Bob, if the airport express is a router, why would anyone bother with the airport base station?


----------



## Gnomo (Jun 13, 2004)

Natobasso said:
			
		

> Bob, if the airport express is a router, why would anyone bother with the airport base station?


Because the Airport Base station has more features.

The Airport Express is clearly designed to function as a low end access point for those that want to have the wireless stereo option, but do not need or want a full fledged wireless network.

While the Airport express can be configured to work as a remote base station, it cannot work as a main base station or a relay station.  Also it can only have up to 10 clients.

Sure it fits the needs of home networks, but don't forget Apple is trying to market the Airport Base Stations to schools that would need networks larger than 10 clients.


----------



## Natobasso (Jun 13, 2004)

This is exactly my point: The Express is not a transmitter, it's a receiver. It just picks up whatever transmitter signal is available (namely an airport base station or some other wireless transmitter) and thus the Express cannot be used on it's own, as a previous poster stated.

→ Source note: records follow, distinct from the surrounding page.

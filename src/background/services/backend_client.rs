//! HTTP client for the inference backend.
//!
//! Every endpoint takes a JSON POST and answers `{ "data": ... }`. Failures
//! are surfaced once; nothing here retries.

use std::time::Duration;

use serde_json::{Map, Value, json};
use thiserror::Error;
use tracing::{debug, error, warn};

use crate::protocol::{
    CosmeticRequest, FoodReply, HealthDataRequest, ImageAnalysisRequest, ReviewSummaryRequest,
};

#[derive(Debug, Error)]
pub enum BackendError {
    #[error("{0}")]
    Transport(String),

    /// Non-2xx answer. The message comes from the body's `message` field when present.
    #[error("{message}")]
    Status { status: u16, message: String },

    #[error("Invalid JSON response: {0}")]
    Decode(String),

    #[error("Unexpected response shape: {0}")]
    Shape(String),
}

impl From<reqwest::Error> for BackendError {
    fn from(e: reqwest::Error) -> Self {
        BackendError::Transport(e.to_string())
    }
}

pub type BackendResult<T> = Result<T, BackendError>;

#[derive(Clone)]
pub struct BackendClient {
    base_url: String,
    client: reqwest::Client,
}

impl BackendClient {
    pub fn new(base_url: impl Into<String>, timeout: Duration) -> BackendResult<Self> {
        let client = reqwest::Client::builder()
            .user_agent(concat!("a11y-bridge/", env!("CARGO_PKG_VERSION")))
            .timeout(timeout)
            .build()?;

        Ok(Self {
            base_url: base_url.into().trim_end_matches('/').to_string(),
            client,
        })
    }

    pub fn base_url(&self) -> &str {
        &self.base_url
    }

    fn endpoint(&self, path: &str) -> String {
        format!("{}/{}", self.base_url, path.trim_start_matches('/'))
    }

    async fn post(&self, path: &str, body: &Value) -> BackendResult<reqwest::Response> {
        let url = self.endpoint(path);
        debug!(url = %url, "POST to backend");
        let response = self.client.post(&url).json(body).send().await.map_err(|e| {
            error!(url = %url, error = ?e, "Backend request failed");
            BackendError::from(e)
        })?;
        Ok(response)
    }

    /// POST and return the `data` field of a successful answer.
    async fn post_for_data(&self, path: &str, body: &Value) -> BackendResult<Value> {
        let response = self.post(path, body).await?;
        let status = response.status();

        if !status.is_success() {
            let body: Value = response.json().await.unwrap_or(Value::Null);
            let message = body
                .get("message")
                .and_then(Value::as_str)
                .map(str::to_string)
                .unwrap_or_else(|| format!("HTTP error! status: {}", status.as_u16()));
            warn!(path, status = status.as_u16(), message = %message, "Backend returned an error status");
            return Err(BackendError::Status {
                status: status.as_u16(),
                message,
            });
        }

        let body: Value = response
            .json()
            .await
            .map_err(|e| BackendError::Decode(e.to_string()))?;

        match body.get("data") {
            Some(data) if !data.is_null() => Ok(data.clone()),
            _ => {
                warn!(path, "Backend response has no data field");
                Err(BackendError::Shape("response carries no data".into()))
            }
        }
    }

    /// Food lookups keep the raw status in the reply instead of failing.
    pub async fn food(&self, payload: Map<String, Value>) -> FoodReply {
        let response = match self.post("products/foods", &Value::Object(payload)).await {
            Ok(response) => response,
            Err(e) => {
                return FoodReply::Error {
                    status: 500,
                    error: e.to_string(),
                };
            }
        };

        let status = response.status().as_u16();
        let text = response.text().await.unwrap_or_default();
        match serde_json::from_str::<Value>(&text) {
            Ok(json) if (200..300).contains(&status) => FoodReply::Data { status: 200, data: json },
            Ok(json) => FoodReply::Error {
                status,
                error: json
                    .get("message")
                    .and_then(Value::as_str)
                    .unwrap_or("Request failed")
                    .to_string(),
            },
            Err(e) => {
                error!(status, error = %e, "Failed to parse food response");
                FoodReply::Error {
                    status,
                    error: "JSON parse failure".to_string(),
                }
            }
        }
    }

    pub async fn image_analysis(&self, request: &ImageAnalysisRequest) -> BackendResult<Value> {
        self.post_for_data("image-analysis", &json!({ "url": request.url }))
            .await
    }

    pub async fn outline_info(&self, outline: &str, html: &str, product_id: &str) -> BackendResult<Value> {
        if outline.is_empty() {
            return Err(BackendError::Shape("outline category is missing".into()));
        }
        self.post_for_data(
            &format!("product-detail/{outline}"),
            &json!({ "html": html, "productId": product_id }),
        )
        .await
    }

    pub async fn cosmetic(&self, request: &CosmeticRequest) -> BackendResult<Value> {
        let data = self
            .post_for_data(
                "cosmetic",
                &json!({ "productId": request.product_id, "html": request.html }),
            )
            .await?;
        if !data.is_object() {
            warn!(data = %data, "Cosmetic response data is not an object");
            return Err(BackendError::Shape("API response format error".into()));
        }
        Ok(data)
    }

    pub async fn review_summary(&self, request: &ReviewSummaryRequest) -> BackendResult<Value> {
        let body = serde_json::to_value(request).map_err(|e| BackendError::Decode(e.to_string()))?;
        self.post_for_data("review/summary", &body).await
    }

    pub async fn health_keywords(&self, request: &HealthDataRequest) -> BackendResult<Value> {
        let body = serde_json::to_value(request).map_err(|e| BackendError::Decode(e.to_string()))?;
        self.post_for_data("health-food/keywords", &body).await
    }
}

#[cfg(test)]
mod tests {
    use super::*;
    use wiremock::matchers::{body_json, method, path};
    use wiremock::{Mock, MockServer, ResponseTemplate};

    fn client(server: &MockServer) -> BackendClient {
        BackendClient::new(server.uri(), Duration::from_secs(5)).unwrap()
    }

    #[tokio::test]
    async fn test_health_keywords_returns_data() {
        let server = MockServer::start().await;
        Mock::given(method("POST"))
            .and(path("/health-food/keywords"))
            .respond_with(ResponseTemplate::new(200).set_body_json(json!({ "data": ["IMMUNE", "SKIN"] })))
            .expect(1)
            .mount(&server)
            .await;

        let request = HealthDataRequest {
            product_id: "123".into(),
            birth_year: Some(1990),
            gender: Some("male".into()),
            ..Default::default()
        };
        let data = client(&server).health_keywords(&request).await.unwrap();
        assert_eq!(data, json!(["IMMUNE", "SKIN"]));
    }

    #[tokio::test]
    async fn test_error_status_uses_body_message() {
        let server = MockServer::start().await;
        Mock::given(method("POST"))
            .and(path("/review/summary"))
            .respond_with(ResponseTemplate::new(500).set_body_json(json!({ "message": "server error" })))
            .mount(&server)
            .await;

        let err = client(&server)
            .review_summary(&ReviewSummaryRequest::default())
            .await
            .unwrap_err();
        assert!(matches!(err, BackendError::Status { status: 500, .. }));
        assert_eq!(err.to_string(), "server error");
    }

    #[tokio::test]
    async fn test_error_status_without_body() {
        let server = MockServer::start().await;
        Mock::given(method("POST"))
            .and(path("/image-analysis"))
            .respond_with(ResponseTemplate::new(404))
            .mount(&server)
            .await;

        let err = client(&server)
            .image_analysis(&ImageAnalysisRequest::default())
            .await
            .unwrap_err();
        assert_eq!(err.to_string(), "HTTP error! status: 404");
    }

    #[tokio::test]
    async fn test_missing_data_is_shape_error() {
        let server = MockServer::start().await;
        Mock::given(method("POST"))
            .and(path("/review/summary"))
            .respond_with(ResponseTemplate::new(200).set_body_json(json!({ "status": "ok" })))
            .mount(&server)
            .await;

        let err = client(&server)
            .review_summary(&ReviewSummaryRequest::default())
            .await
            .unwrap_err();
        assert!(matches!(err, BackendError::Shape(_)));
    }

    #[tokio::test]
    async fn test_cosmetic_requires_object() {
        let server = MockServer::start().await;
        Mock::given(method("POST"))
            .and(path("/cosmetic"))
            .respond_with(ResponseTemplate::new(200).set_body_json(json!({ "data": "nope" })))
            .mount(&server)
            .await;

        let err = client(&server)
            .cosmetic(&CosmeticRequest::default())
            .await
            .unwrap_err();
        assert_eq!(err.to_string(), "Unexpected response shape: API response format error");
    }

    #[tokio::test]
    async fn test_outline_posts_to_category_path() {
        let server = MockServer::start().await;
        Mock::given(method("POST"))
            .and(path("/product-detail/MAIN"))
            .and(body_json(json!({ "html": "<p/>", "productId": "42" })))
            .respond_with(ResponseTemplate::new(200).set_body_json(json!({ "data": { "summary": "s" } })))
            .expect(1)
            .mount(&server)
            .await;

        let data = client(&server).outline_info("MAIN", "<p/>", "42").await.unwrap();
        assert_eq!(data, json!({ "summary": "s" }));
    }

    #[tokio::test]
    async fn test_food_keeps_status() {
        let server = MockServer::start().await;
        Mock::given(method("POST"))
            .and(path("/products/foods"))
            .respond_with(ResponseTemplate::new(422).set_body_json(json!({ "message": "bad product" })))
            .mount(&server)
            .await;

        let reply = client(&server).food(Map::new()).await;
        assert_eq!(
            reply,
            FoodReply::Error {
                status: 422,
                error: "bad product".into(),
            }
        );
    }

    #[tokio::test]
    async fn test_food_success_wraps_whole_body() {
        let server = MockServer::start().await;
        Mock::given(method("POST"))
            .and(path("/products/foods"))
            .respond_with(ResponseTemplate::new(200).set_body_json(json!({ "data": { "allergens": [] } })))
            .mount(&server)
            .await;

        let reply = client(&server).food(Map::new()).await;
        assert_eq!(
            reply,
            FoodReply::Data {
                status: 200,
                data: json!({ "data": { "allergens": [] } }),
            }
        );
    }
}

The F&B specs apple provides are a bit confusing, but it seems clear that a small device like Express can only relay a signal, not be used as an originating transmission point.


----------



## Gnomo (Jun 14, 2004)

Natobasso said:
			
		

> The Express is not a transmitter, it's a receiver. It just picks up whatever transmitter signal is available (namely an airport base station or some other wireless transmitter) and thus the Express cannot be used on it's own, as a previous poster stated.
> 
> The F&B specs apple provides are a bit confusing, but it seems clear that a small device like Express can only relay a signal, not be used as an originating transmission point.


I think you need to re-read the airport express pages (specifically things like "Airport on the Go").  It is an access point.  However, when it comes to WDS it has reduced functionality and can only act as a remote base station.  It also has a reduced functionality when it comes to clients and willl only allow 10 connections.


----------



## lurk (Jun 14, 2004)

Natobasso said:
			
		

> This is exactly my point: The Express is not a transmitter, it's a receiver. It just picks up whatever transmitter signal is available (namely an airport base station or some other wireless transmitter) and thus the Express cannot be used on it's own, as a previous poster stated.



It is both a transmitter and a receiver - wireless ethernet is by its very nature a two way protocol. It works fine as a base station it is you who are a bit confused.



			
				Natobasso said:
			
		

> The F&B specs apple provides are a bit confusing, but it seems clear that a small device like Express can only relay a signal, not be used as an originating transmission point.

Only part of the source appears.